Posted: March 8, 2011 in Uncategorized

Have you ever wished you would’ve just kept your mouth shut? Abraham Lincoln once said “Tis better to be silent and be thought a fool, than to speak and remove all doubt.” Amen to that brother. There have been plenty of times I wish I would’ve kept my mouth shut. The thing is that during those moments, even though I know better, I just can’t seem to help myself. I know I shouldn’t say anything but I do anyway and afterwards I always end up feeling very foolish. According to Scripture that”s exactly what I am.

Listen to this, “A fool gives vent to his spirit, but a wise man quietly holds it back.” (Prov. 29:11)

I read this the other day in my quality time with God and it really hit home. If you know me then you know I’m not the kind of person to hold a grudge or stay mad about anything. In fact, you would probably say that I’m generally a pretty laid back person, and I am. If you know me well then you also know that I have my moments, and I have them more often than I’d like to admit. It’s true that I don’t usually stay mad about anything for very long but that’s not the same as not getting mad. When I get angry or irritated about something it usually comes on me pretty quick and those are the times I open my mouth when I know better.

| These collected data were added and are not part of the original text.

//! Core request handling
//!
//! The chat engine gates each request through the rate limiter, loads
//! short-term memory, builds the prompt and walks the provider cascade.

mod chat;
mod decorate;
mod memory;
mod rate_limit;

pub use chat::{ChatEngine, ChatError, ChatRequest, SubjectAttachment};
pub use memory::GUEST_UID;
//! Prompt assembly for the study assistant
//!
//! Every provider receives the same prompt: a system preamble (persona,
//! subject, language, exam mode, recent memory) followed by the student's
//! message and any attached subject material.

use crate::core::ChatRequest;

/// Answer style requested by the student
#[derive(Debug, Clone, Copy, Default, PartialEq, Eq)]
pub enum ExamMode {
    #[default]
    Normal,
    Teacher,
    TwoMarks,
    FiveMarks,
    EightMarks,
}

impl ExamMode {
    /// Parse a mode name, falling back to [`ExamMode::Normal`] for anything unknown
    pub fn from_name(name: &str) -> Self {
        match name.trim().to_lowercase().as_str() {
            "teacher" => Self::Teacher,
            "2marks" => Self::TwoMarks,
            "5marks" => Self::FiveMarks,
            "8marks" => Self::EightMarks,
            _ => Self::Normal,
        }
    }

    pub fn as_str(&self) -> &'static str {
        match self {
            Self::Normal => "normal",
            Self::Teacher => "teacher",
            Self::TwoMarks => "2marks",
            Self::FiveMarks => "5marks",
            Self::EightMarks => "8marks",
        }
    }

    fn tone(&self) -> &'static str {
        match self {
            Self::Teacher => builtin::TEACHER_TONE,
            _ => builtin::MENTOR_TONE,
        }
    }

    fn format(&self) -> &'static str {
        match self {
            Self::TwoMarks => "short 2-3 sentences max, exam-style",
            Self::FiveMarks => "structured paragraph with 5 key points",
            Self::EightMarks => "detailed essay style with introduction, body, conclusion",
            _ => "concise and clear bullet points",
        }
    }
}

/// A fully assembled prompt
#[derive(Debug, Clone, PartialEq, Eq)]
pub struct Prompt {
    /// System preamble on its own, for providers that take it separately
    pub preamble: String,
    /// The raw student message
    pub message: String,
    /// Preamble, message and attachments as one string
    pub text: String,
}

/// Build the prompt for a request, given the persona name and loaded memory
pub fn build_prompt(persona: &str, request: &ChatRequest, memory: &str) -> Prompt {
    let mode = request.exam_mode;

    let preamble = format!(
        "You are {persona}\n\
         Role: {tone}\n\
         Subject: {subject}\n\
         Language: {language}\n\
         Exam Mode: {mode}\n\
         Goal/Target: {goal}\n\
         Format Requirement: {format}\n\
         \n\
         Context History:\n\
         {memory}\n\
         \n\
         {instructions}",
        tone = mode.tone(),
        subject = request.subject,
        language = request.language,
        mode = mode.as_str(),
        goal = request.goal,
        format = mode.format(),
        instructions = builtin::INSTRUCTIONS,
    );

    let mut text = format!("{}\n\nStudent: {}", preamble, request.message);

    if !request.large_subjects.is_empty() {
        let attached = request
            .large_subjects
            .iter()
            .map(|s| format!("[{}]: {}", s.name, s.content))
            .collect::<Vec<_>>()
            .join("\n");
        text.push_str("\n\nAdditional Context (Large Subjects):\n");
        text.push_str(&attached);
    }

    Prompt {
        preamble,
        message: request.message.clone(),
        text,
    }
}

/// Built-in prompt fragments
pub mod builtin {
    pub const MENTOR_TONE: &str = "friendly, encouraging, and exam-focused mentor";

    pub const TEACHER_TONE: &str = "strict, formal, precise teacher, Indian syllabus aware";

    pub const INSTRUCTIONS: &str = r#"Instructions:
1. Be Indian-context aware (CBSE/ICSE/NBSE/state boards style).
2. Always include friendly, motivating, syllabus-aligned advice.
3. If the message contains file text or PDF content, analyze it first.
4. For passage generation, create unique reading comprehension passages with questions."#;
}
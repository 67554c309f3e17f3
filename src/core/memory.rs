//! Short-term conversation memory
//!
//! A rolling transcript of the latest turns per user, stored under
//! `mem:<uid>` as newline-separated `User: ...` / `AI: ...` lines. It only
//! gives the next prompt some continuity; it is not chat history.

use std::sync::Arc;
use std::time::Duration;

use crate::config::settings::MemorySettings;
use crate::store::{KvStore, StoreError};

/// Anonymous users share this uid and never get memory
pub const GUEST_UID: &str = "guest";

pub struct ShortTermMemory {
    store: Arc<dyn KvStore>,
    max_lines: usize,
    ttl: Duration,
}

impl ShortTermMemory {
    pub fn new(store: Arc<dyn KvStore>, settings: &MemorySettings) -> Self {
        Self {
            store,
            max_lines: settings.max_lines,
            ttl: settings.ttl(),
        }
    }

    fn key(uid: &str) -> String {
        format!("mem:{}", uid)
    }

    /// Load the transcript for `uid`, empty when there is none
    pub async fn load(&self, uid: &str) -> Result<String, StoreError> {
        if uid == GUEST_UID {
            return Ok(String::new());
        }
        Ok(self.store.get(&Self::key(uid)).await?.unwrap_or_default())
    }

    /// Append one exchange to `prior` and store the trimmed result.
    ///
    /// Read-modify-write without a lock: concurrent requests for the same
    /// uid race and the last write wins.
    pub async fn remember(
        &self,
        uid: &str,
        prior: &str,
        message: &str,
        reply: &str,
    ) -> Result<(), StoreError> {
        if uid == GUEST_UID {
            return Ok(());
        }
        let updated = append_exchange(prior, message, reply, self.max_lines);
        self.store.put(&Self::key(uid), &updated, self.ttl).await
    }
}

/// Collapse a turn onto one line so each stored line is one `User:`/`AI:` turn
fn single_line(text: &str) -> String {
    text.split(['\r', '\n'])
        .map(str::trim)
        .filter(|part| !part.is_empty())
        .collect::<Vec<_>>()
        .join(" ")
}

/// Append `User:`/`AI:` lines to a transcript and keep only the newest
/// `max_lines` lines
pub fn append_exchange(prior: &str, message: &str, reply: &str, max_lines: usize) -> String {
    let combined = format!(
        "{}\nUser: {}\nAI: {}",
        prior,
        single_line(message),
        single_line(reply)
    );

    let lines: Vec<&str> = combined.split('\n').collect();
    if lines.len() <= max_lines {
        return combined;
    }

    lines[lines.len() - max_lines..].join("\n")
}

#[cfg(test)]
mod tests {
    use super::*;
    use crate::store::InMemoryKvStore;

    fn memory(store: Arc<dyn KvStore>) -> ShortTermMemory {
        ShortTermMemory::new(store, &MemorySettings::default())
    }

    #[test]
    fn test_append_to_empty() {
        let out = append_exchange("", "Explain photosynthesis", "Photosynthesis is...", 20);
        assert_eq!(out, "\nUser: Explain photosynthesis\nAI: Photosynthesis is...");
    }

    #[test]
    fn test_trim_keeps_newest_lines() {
        let mut transcript = String::new();
        for i in 0..15 {
            transcript = append_exchange(&transcript, &format!("q{}", i), &format!("a{}", i), 20);
        }

        let lines: Vec<&str> = transcript.split('\n').collect();
        assert_eq!(lines.len(), 20);
        assert_eq!(lines[0], "User: q5");
        assert_eq!(lines[19], "AI: a14");
        assert!(!transcript.contains("q4"));
    }

    #[test]
    fn test_multi_line_turns_stay_on_one_line() {
        let reply = (1..=25)
            .map(|i| format!("- point {}", i))
            .collect::<Vec<_>>()
            .join("\n");

        let out = append_exchange("", "List points\r\nplease", &reply, 20);
        assert_eq!(
            out,
            format!(
                "\nUser: List points please\nAI: {}",
                reply.replace('\n', " ")
            )
        );
        assert!(out
            .split('\n')
            .filter(|l| !l.is_empty())
            .all(|l| l.starts_with("User: ") || l.starts_with("AI: ")));
    }

    #[tokio::test]
    async fn test_round_trip() {
        let store: Arc<dyn KvStore> = Arc::new(InMemoryKvStore::new());
        let memory = memory(store.clone());

        assert_eq!(memory.load("u1").await.unwrap(), "");

        memory.remember("u1", "", "hi", "hello").await.unwrap();
        let prior = memory.load("u1").await.unwrap();
        assert_eq!(prior, "\nUser: hi\nAI: hello");

        memory.remember("u1", &prior, "and?", "more").await.unwrap();
        assert_eq!(
            store.get("mem:u1").await.unwrap().as_deref(),
            Some("\nUser: hi\nAI: hello\nUser: and?\nAI: more")
        );
    }

    #[tokio::test]
    async fn test_guest_is_never_stored() {
        let store: Arc<dyn KvStore> = Arc::new(InMemoryKvStore::new());
        store
            .put("mem:guest", "User: leaked", Duration::from_secs(60))
            .await
            .unwrap();
        let memory = memory(store.clone());

        assert_eq!(memory.load(GUEST_UID).await.unwrap(), "");
        memory.remember(GUEST_UID, "", "hi", "hello").await.unwrap();
        assert_eq!(
            store.get("mem:guest").await.unwrap().as_deref(),
            Some("User: leaked")
        );
    }
}
//! SQLite-backed key-value store
//!
//! Entries live in a single `kv` table. Expiry is stored as unix seconds and
//! checked on read, so a lapsed entry is invisible even before
//! [`KvStore::purge_expired`] removes it.

use std::str::FromStr;
use std::time::Duration;

use async_trait::async_trait;
use chrono::Utc;
use sqlx::sqlite::{SqliteConnectOptions, SqlitePool, SqlitePoolOptions};

use super::{KvStore, StoreError};

pub struct SqliteKvStore {
    pool: SqlitePool,
}

impl SqliteKvStore {
    /// Connect to a `sqlite:` URL, creating the database file if needed
    pub async fn connect(url: &str) -> Result<Self, StoreError> {
        let options = SqliteConnectOptions::from_str(url)?.create_if_missing(true);

        // An in-memory database exists per connection, so pin exactly one
        let pool = if url.contains(":memory:") {
            SqlitePoolOptions::new()
                .max_connections(1)
                .idle_timeout(None::<Duration>)
                .max_lifetime(None::<Duration>)
                .connect_with(options)
                .await?
        } else {
            SqlitePoolOptions::new()
                .max_connections(5)
                .connect_with(options)
                .await?
        };

        let store = Self { pool };
        store.init_schema().await?;
        Ok(store)
    }

    async fn init_schema(&self) -> Result<(), sqlx::Error> {
        sqlx::query(
            r#"
            CREATE TABLE IF NOT EXISTS kv (
                key TEXT PRIMARY KEY,
                value TEXT NOT NULL,
                expires_at INTEGER NOT NULL
            )
            "#,
        )
        .execute(&self.pool)
        .await?;

        sqlx::query(
            r#"
            CREATE INDEX IF NOT EXISTS idx_kv_expires_at ON kv(expires_at)
            "#,
        )
        .execute(&self.pool)
        .await?;

        Ok(())
    }
}

#[async_trait]
impl KvStore for SqliteKvStore {
    async fn get(&self, key: &str) -> Result<Option<String>, StoreError> {
        let row: Option<(String,)> = sqlx::query_as(
            r#"
            SELECT value FROM kv WHERE key = ? AND expires_at > ?
            "#,
        )
        .bind(key)
        .bind(Utc::now().timestamp())
        .fetch_optional(&self.pool)
        .await?;

        Ok(row.map(|(value,)| value))
    }

    async fn put(&self, key: &str, value: &str, ttl: Duration) -> Result<(), StoreError> {
        let ttl_secs = i64::try_from(ttl.as_secs()).unwrap_or(i64::MAX);
        let expires_at = Utc::now().timestamp().saturating_add(ttl_secs);

        sqlx::query(
            r#"
            INSERT INTO kv (key, value, expires_at) VALUES (?, ?, ?)
            ON CONFLICT(key) DO UPDATE SET value = excluded.value, expires_at = excluded.expires_at
            "#,
        )
        .bind(key)
        .bind(value)
        .bind(expires_at)
        .execute(&self.pool)
        .await?;

        Ok(())
    }

    async fn purge_expired(&self) -> Result<u64, StoreError> {
        let result = sqlx::query("DELETE FROM kv WHERE expires_at <= ?")
            .bind(Utc::now().timestamp())
            .execute(&self.pool)
            .await?;

        Ok(result.rows_affected())
    }
}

Here’s a real life example of how that plays out. A couple of weeks ago I was on a mission trip with a small team. We had a tremendous week of preaching and teaching and had been enjoying a great time of fellowship with each other all week. By the end of the week we were tired and ready to be home but we were still full of joy from a week just serving Godtogether. Then I got irritated (that’s a nice way of saying I was fit to be tied). Here’s what happened. I was missing my family whom I hadn’t seen for eight days and I had spent about nine hours going through airports, security, customs, etc and sitting next to total strangers (one of whom really liked to talk… a lot). We had one more flight to go and it was only supposed to take an hour, I was almost home. Then I find out that we landed forty five minutes late and that we missed our departing flight by fifteen minutes. That’s okay though, because come to find out that flight had been canceled anyway and we had been rescheduled to fly out the following day, a mere twenty-two hours later. The good news is that our luggage had been sent ahead of us AND we would get a discounted hotel rate. Yeah… I swelled up like toad. Needless to say I gave full vent to my spirit. I have to commend the rest of the mission team for being very patient and understanding with me (they were in the same situation after all). I guess they thought I was throwing enough of a fit for all of us. It’s really good to have Christian brothers and sisters who understand grace and will love us even when we’re not lovable.

I said all that to say this, what’s the point? Having a bad attitude and swelling up didn’t change anything. It didn’t get me home any sooner and it sure didn’t bless the people around me. I guess my point is this. There may be wisdom in words sometimes, but there is most definitely wisdom in knowing when to be silent. God certainly has a way of teaching us these things doesn’t He? I just wish I wasn’t such a slow learner.